Lifetime: How to return object with lifetime


#1

Another day another question :smiley:

pub struct Stuff;

pub struct Example<'c> {
    data: Vec<&'c Stuff>
}

impl<'c> Example<'c> {
    pub fn new() -> &'c Self {
       &Example {
            data: vec![]
        }
    }
}

fn main() {
    let e = Example::new();
}

This code gives me the error:

main.rs:9:9: 11:10 error: borrowed value does not live long enough
main.rs: 9        &Example {
main.rs:10             data: vec![]
main.rs:11         }

This is totally clear.
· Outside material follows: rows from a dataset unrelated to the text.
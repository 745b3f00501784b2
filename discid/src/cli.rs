/*!
# Disc ID: CLI
*/

use argyle::Argument;
use dactyl::traits::BytesToUnsigned;
use discid_core::{
	Disc,
	DiscIdError,
};
use fyi_msg::Msg;



/// # FLAG: Print Default Device.
const FLAG_DEVICE: u8 =  0b0000_0001;

/// # FLAG: Print FreeDB ID.
const FLAG_FREEDB: u8 =  0b0000_0010;

/// # FLAG: Print MusicBrainz ID.
const FLAG_ID: u8 =      0b0000_0100;

/// # FLAG: Print TOC String.
const FLAG_TOC: u8 =     0b0000_1000;

/// # FLAG: Print Submission URL.
const FLAG_URL: u8 =     0b0001_0000;

/// # FLAG: Verbose Logging.
const FLAG_VERBOSE: u8 = 0b0010_0000;

/// # FLAG: Any "Only" Output.
const FLAG_ONLY: u8 = FLAG_FREEDB | FLAG_ID | FLAG_TOC | FLAG_URL;



#[derive(Debug, Default)]
/// # Settings.
///
/// The raw CLI settings. The disc itself is built separately, after logging
/// has been set up.
pub(super) struct Settings {
	/// # First Track (Offsets Mode).
	first: Option<u8>,

	/// # Track ISRCs.
	isrcs: Vec<(u8, String)>,

	/// # Media Catalog Number.
	mcn: Option<String>,

	/// # TOC Parts.
	raw: Vec<String>,

	/// # Flags.
	flags: u8,
}

impl Settings {
	/// # Print Default Device?
	pub(super) const fn device(&self) -> bool { FLAG_DEVICE == self.flags & FLAG_DEVICE }

	/// # Verbose?
	pub(super) const fn verbose(&self) -> bool { FLAG_VERBOSE == self.flags & FLAG_VERBOSE }

	/// # Only?
	///
	/// Return the subset of values to print, in display order, if any were
	/// requested. The summary is printed otherwise.
	pub(super) fn only(&self, disc: &Disc) -> Option<Vec<String>> {
		if 0 == self.flags & FLAG_ONLY { return None; }

		let mut out = Vec::with_capacity(4);
		if 0 != self.flags & FLAG_ID { out.push(disc.id().to_string()); }
		if 0 != self.flags & FLAG_FREEDB { out.push(disc.freedb_id().to_string()); }
		if 0 != self.flags & FLAG_TOC { out.push(disc.toc_string()); }
		if 0 != self.flags & FLAG_URL { out.push(disc.submission_url()); }
		Some(out)
	}

	/// # Build Disc.
	///
	/// ## Errors
	///
	/// This returns an error if the TOC is missing or invalid.
	pub(super) fn disc(&self) -> Result<Disc, DiscIdError> {
		let mut disc =
			// Leadout and offsets.
			if let Some(first) = self.first {
				let mut offsets = Vec::with_capacity(100);
				let tokens = self.raw.iter().flat_map(|s| s.split_ascii_whitespace());
				for (index, token) in tokens.enumerate() {
					let num = u32::btou(token.as_bytes())
						.ok_or_else(|| DiscIdError::MalformedNumber {
							index,
							token: token.to_owned(),
						})?;
					offsets.push(num);
				}
				Disc::put(first, &offsets)?
			}
			// A TOC string, possibly spread across several arguments.
			else if self.raw.is_empty() { return Err(DiscIdError::PrintHelp); }
			else { Disc::parse(&self.raw.join(" "))? };

		if let Some(mcn) = self.mcn.as_deref() {
			disc = disc.with_mcn(mcn);
			if disc.mcn().is_some() && disc.barcode().is_none() {
				Msg::warning("The MCN is not a valid UPC/EAN barcode.").eprint();
			}
		}

		for (num, isrc) in &self.isrcs {
			if disc.track(*num).is_ok() { disc = disc.with_isrc(*num, isrc); }
			else {
				Msg::warning(format!("There is no track #{num}; ignoring its ISRC.")).eprint();
			}
		}

		Ok(disc)
	}
}



/// # Parse Options.
pub(super) fn parse() -> Result<Settings, DiscIdError> {
	let args = argyle::args()
		.with_keywords(include!(concat!(env!("OUT_DIR"), "/argyle.rs")));

	let mut out = Settings::default();
	for arg in args {
		match arg {
			Argument::Key("--device") => { out.flags |= FLAG_DEVICE; },
			Argument::Key("--freedb") => { out.flags |= FLAG_FREEDB; },
			Argument::Key("-h" | "--help") => return Err(DiscIdError::PrintHelp),
			Argument::Key("--id") => { out.flags |= FLAG_ID; },
			Argument::Key("--toc") => { out.flags |= FLAG_TOC; },
			Argument::Key("--url") => { out.flags |= FLAG_URL; },
			Argument::Key("-v" | "--verbose") => { out.flags |= FLAG_VERBOSE; },
			Argument::Key("-V" | "--version") => return Err(DiscIdError::PrintVersion),

			Argument::KeyWithValue("-f" | "--first", s) => {
				let s = u8::btou(s.trim().as_bytes())
					.ok_or(DiscIdError::CliParse("-f/--first"))?;
				out.first.replace(s);
			},
			Argument::KeyWithValue("--isrc", s) => {
				out.isrcs.push(parse_isrc(&s)?);
			},
			Argument::KeyWithValue("--mcn", s) => { out.mcn.replace(s); },

			// Anything dash-prefixed is a typo.
			Argument::Other(s) =>
				if s.starts_with('-') { return Err(DiscIdError::CliArg(s)); }
				else { out.raw.push(s); },

			_ => {},
		}
	}

	Ok(out)
}



/// # Parse ISRC Option.
///
/// The value takes the form `NUM=ISRC`.
fn parse_isrc(raw: &str) -> Result<(u8, String), DiscIdError> {
	let (num, isrc) = raw.split_once('=')
		.ok_or(DiscIdError::CliParse("--isrc"))?;

	let num = u8::btou(num.trim().as_bytes())
		.ok_or(DiscIdError::CliParse("--isrc"))?;

	let isrc = isrc.trim();
	if isrc.is_empty() { Err(DiscIdError::CliParse("--isrc")) }
	else { Ok((num, isrc.to_owned())) }
}
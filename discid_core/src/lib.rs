/*!
# Disc ID: Library

This crate derives the [MusicBrainz](https://musicbrainz.org/doc/Disc_ID) and
legacy FreeDB/CDDB disc identifiers from an audio CD's table of contents,
along with the canonical TOC string and the MusicBrainz submission URL.

Nothing in here talks to hardware. A [`Toc`] is either parsed from its
canonical string form or assembled from a first track number and a list of
sector offsets; physical drives are reached through an external
[`DiscReader`] implementation.

```
use discid_core::Toc;

let toc: Toc = "1 10 206535 150 18901 39738 59557 79152 100126 124833 147278 166336 182560"
	.parse()
	.expect("Invalid TOC.");

assert_eq!(toc.musicbrainz_id().as_str(), "Wn8eRBtfLDfM0qjYPdxrz.Zjs_U-");
assert_eq!(toc.freedb_id().to_string(), "830abf0a");
```
*/

#![deny(unsafe_code)]

#![warn(
	clippy::filetype_is_file,
	clippy::integer_division,
	clippy::needless_borrow,
	clippy::nursery,
	clippy::pedantic,
	clippy::perf,
	clippy::suboptimal_flops,
	clippy::unneeded_field_pattern,
	macro_use_extern_crate,
	missing_copy_implementations,
	missing_debug_implementations,
	missing_docs,
	non_ascii_idents,
	trivial_casts,
	trivial_numeric_casts,
	unreachable_pub,
	unused_extern_crates,
	unused_import_braces,
)]

#![allow(
	clippy::doc_markdown,
	clippy::module_name_repetitions,
	clippy::redundant_pub_crate,
)]

mod barcode;
mod disc;
mod error;
mod id;
mod reader;
mod toc;
mod track;

pub use barcode::Barcode;
pub use disc::Disc;
pub use error::{
	DiscIdError,
	TrackOutOfRange,
};
pub use id::{
	FreedbId,
	MusicBrainzId,
};
pub use reader::{
	DEFAULT_DEVICE,
	DiscReader,
	Feature,
	Features,
	RawToc,
};
pub use toc::Toc;
pub use track::Track;



/// # Sectors Per Second.
///
/// Audio CDs play back at 75 sectors (frames) per second.
pub const SECTORS_PER_SECOND: u32 = 75;

/// # Maximum Track Number.
pub const MAX_TRACK: u8 = 99;

/// # Number of lead-in sectors.
///
/// All discs have a 2-second region at the start before any data, so the
/// first track of a normal disc starts at this offset.
pub const CD_LEADIN: u32 = 150;

/// # Lead-out Label.
///
/// This is used solely for the table of contents printout; e.g. 01 02 03 AA.
pub const CD_LEADOUT_LABEL: &str = "AA";

/// # Submission Base URL.
pub const SUBMISSION_URL: &str = "http://musicbrainz.org/cdtoc/attach";



#[must_use]
/// # Version.
///
/// Return the library name and version, e.g. `discid_core 0.1.0`.
pub const fn version() -> &'static str {
	concat!(env!("CARGO_PKG_NAME"), " ", env!("CARGO_PKG_VERSION"))
}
But how am I able to return a reference?


#2

Alternatively solution could be not using references but initiate lifetime objects like this:

struct Stuff<'c> {
    name: &'c str
}

impl<'c> Stuff<'c> {
    pub fn new() -> Self {
        Stuff {
            name: "blubb"
        }
    }
}

pub struct Example<'c> {
    data: Vec<&'c Stuff<'c>>
}

impl<'c> Example<'c> {
    pub fn new() -> Self {
        let s = Stuff::new();
        Example {
            data: vec![&s]
        }
    }
}

fn main() {
    let e = Example::new();
}

But it is also not working as I understood till now.


#3

That’s why we’re here! :smile:

[quote]
But how am I able to return a reference?[/quote]

The issue is here:

   pub fn new() -> &'c Self {
       &Example {
            data: vec![]
        }
    }

Let me write it without the temporary, in hopes of bringing some clarity:

   pub fn new() -> &'c Self {
       let example = Example {
            data: vec![]
        }

        return &example;
    } // example goes out of scope here

The problem is that at the end of your function, example is going to go out of scope, and so, be deallocated. Return by value instead:

   pub fn new() -> Self {
       Example {
            data: vec![]
        }
    } 

#4

This heavily depends on what you intend to do.
You might wanna:

struct<'a, T> Foo {
  data: &'a [T]
}

impl Foo {
  fn new<'a, T>(other: &'a [T]) -> Foo<'a, T> { Foo { data: other} }
}

This returns Foo by value, but it contains reference, and so cannot outlive its internals.
Hope this helps.

EDIT: I reviewed your second comment more closely.
In Rust, references don’t pin value in memory and don’t prolong its lifetime. There’s no garbage collection. So you cannot create some value inside a function and then let reference to it escape - because when you leave function value would be destroyed, and your reference will point to some garbage. That’s one of many problems Rust solves with lifetimes and borrowed references.


#5

Okay. Thank you for your input.

Maybe a more real world example: https://gist.github.com/dweidenfeld/20662812b55c79ae4d50
Please be aware that the - represents a / in the filenames :wink:

I’ve annotated my problem in JobController. D seems not to live long enough, but I don’t know how to let it live longer… or the right time.


#6

Okay I was totally wrong. Now I found the solution myself.
Thank you for the support, without it it would not have been possible for me to solve the problem :smile:

I won’t release the gist, but will later push a complete git repo with the final solution (takes some time ;))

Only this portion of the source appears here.